Collected data entries

-- Opening Marker --

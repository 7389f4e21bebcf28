use crossfill::{Entry, Geometry, GridState, Puzzle, SearchState, Slot};
use std::{cell::RefCell, rc::Rc};

#[allow(dead_code)]
pub fn init_logging() {
    let _ = env_logger::builder().is_test(true).try_init();
}

#[allow(dead_code)]
pub fn words(list: &[&str]) -> Vec<String> {
    list.iter().map(|w| w.to_string()).collect()
}

/// Build a puzzle over `rows` with candidates for the derived entries, in
/// derived order (across entries, then down entries).
#[allow(dead_code)]
pub fn puzzle(rows: &[&str], candidates: &[&[&str]]) -> Puzzle {
    let geometry = Geometry::from_rows(rows.iter().copied()).unwrap();
    let entries = geometry.entries();
    assert_eq!(
        entries.len(),
        candidates.len(),
        "Need one candidate list per entry."
    );

    let entries: Vec<_> = entries
        .into_iter()
        .zip(candidates.iter())
        .map(|(entry, list)| (entry, words(list)))
        .collect();

    Puzzle::new(geometry, entries).unwrap()
}

/// A 1x1 grid whose single entry has candidates `Q` and `Z`.
#[allow(dead_code)]
pub fn single_cell() -> Puzzle {
    Puzzle::new(
        Geometry::open(1, 1),
        vec![(Entry::across(0, 0, 1), words(&["Q", "Z"]))],
    )
    .unwrap()
}

/// The open 2x2 grid: 1A, 2A, 1D, 2D.
#[allow(dead_code)]
pub fn two_by_two() -> Puzzle {
    puzzle(
        &["--", "--"],
        &[&["AA", "AB"], &["AB", "BB"], &["AA", "AB"], &["BB", "AB"]],
    )
}

/// Two entries crossing at the top-left cell with no compatible letter.
#[allow(dead_code)]
pub fn incompatible_crossing() -> Puzzle {
    puzzle(&["--", "-#"], &[&["AB", "AC"], &["DB", "EC"]])
}

/// A 3x3 word square with distractors ranked first in every list.
#[allow(dead_code)]
pub fn word_square() -> Puzzle {
    puzzle(
        &["---", "---", "---"],
        &[
            &["CAT", "BAT"],
            &["ARE", "ORE"],
            &["TEN", "TAN"],
            &["BAT", "BOT"],
            &["ARE", "AXE"],
            &["TEN", "TIN"],
        ],
    )
}

/// A 3x3 grid over a two letter alphabet where most placements clash with
/// a crossing. Its only clean fill is `ABA` / `BAA` / `BBB`.
#[allow(dead_code)]
pub fn two_letter_tangle() -> Puzzle {
    puzzle(
        &["---", "---", "---"],
        &[
            &["ABA", "BAB", "AAB"],
            &["BBA", "ABB", "BAA"],
            &["AAA", "BBB"],
            &["ABB", "BBA", "BAA"],
            &["ABA", "BAB"],
            &["BBB", "AAB", "ABA"],
        ],
    )
}

/// Assert that every entry that was not excluded reads as one of its
/// candidates, or still has empty cells.
#[allow(dead_code)]
pub fn assert_consistent(state: &GridState<'_>) {
    let puzzle = state.puzzle();
    for (entry, _) in puzzle.entries().iter().enumerate() {
        let text = state.entry_text(entry);
        if state.slot(entry) == Slot::Excluded || text.contains('-') {
            continue;
        }

        let letters: Vec<char> = text.chars().collect();
        assert!(
            puzzle.candidates(entry).contains(&letters),
            "entry {} reads {:?}, which is not a candidate",
            puzzle.entries()[entry],
            text
        );
    }
}

/// Shortest weighted path on a cost grid, moving to any of the eight
/// neighbours. The heuristic is the total cost of the cells on the path.
#[allow(dead_code)]
#[derive(Debug, Clone)]
pub struct PathState {
    pub costs: Rc<Vec<Vec<usize>>>,
    pub path: Vec<(usize, usize)>,
    pub target: (usize, usize),
}

#[allow(dead_code)]
impl PathState {
    pub fn new(costs: Vec<Vec<usize>>, start: (usize, usize), target: (usize, usize)) -> Self {
        PathState {
            costs: Rc::new(costs),
            path: vec![start],
            target,
        }
    }

    pub fn position(&self) -> (usize, usize) {
        *self.path.last().unwrap()
    }
}

impl SearchState for PathState {
    type Identity = (usize, usize);

    fn successors(&self) -> Box<dyn Iterator<Item = Self> + '_> {
        let (row, column) = self.position();
        let height = self.costs.len() as isize;
        let width = self.costs[0].len() as isize;

        let steps = [
            (1, 0),
            (1, 1),
            (0, 1),
            (-1, 1),
            (-1, 0),
            (-1, -1),
            (0, -1),
            (1, -1),
        ];

        Box::new(steps.into_iter().filter_map(move |(dr, dc)| {
            let r = row as isize + dr;
            let c = column as isize + dc;
            if r < 0 || r >= height || c < 0 || c >= width {
                return None;
            }

            let next = (r as usize, c as usize);
            if self.path.contains(&next) {
                return None;
            }

            let mut path = self.path.clone();
            path.push(next);
            Some(PathState {
                costs: Rc::clone(&self.costs),
                path,
                target: self.target,
            })
        }))
    }

    fn heuristic(&self) -> usize {
        self.path.iter().map(|&(r, c)| self.costs[r][c]).sum()
    }

    fn is_terminal(&self) -> bool {
        self.position() == self.target
    }

    fn identity(&self) -> (usize, usize) {
        self.position()
    }
}

/// Wraps a state and records the identity of every state whose successors
/// are generated.
#[allow(dead_code)]
#[derive(Clone)]
pub struct Recording<S: SearchState> {
    pub inner: S,
    pub expanded: Rc<RefCell<Vec<S::Identity>>>,
}

#[allow(dead_code)]
impl<S: SearchState> Recording<S> {
    pub fn new(inner: S) -> Self {
        Recording {
            inner,
            expanded: Rc::new(RefCell::new(Vec::new())),
        }
    }
}

impl<S> SearchState for Recording<S>
where
    S: SearchState,
    S::Identity: Clone,
{
    type Identity = S::Identity;

    fn successors(&self) -> Box<dyn Iterator<Item = Self> + '_> {
        self.expanded.borrow_mut().push(self.inner.identity());

        Box::new(self.inner.successors().map(move |inner| Recording {
            inner,
            expanded: Rc::clone(&self.expanded),
        }))
    }

    fn heuristic(&self) -> usize {
        self.inner.heuristic()
    }

    fn is_terminal(&self) -> bool {
        self.inner.is_terminal()
    }

    fn identity(&self) -> S::Identity {
        self.inner.identity()
    }
}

-- Closing Marker --

> **Work to complete**
Please count the lines above containing "GridState"; number only.

> **Solution to the exercise**
2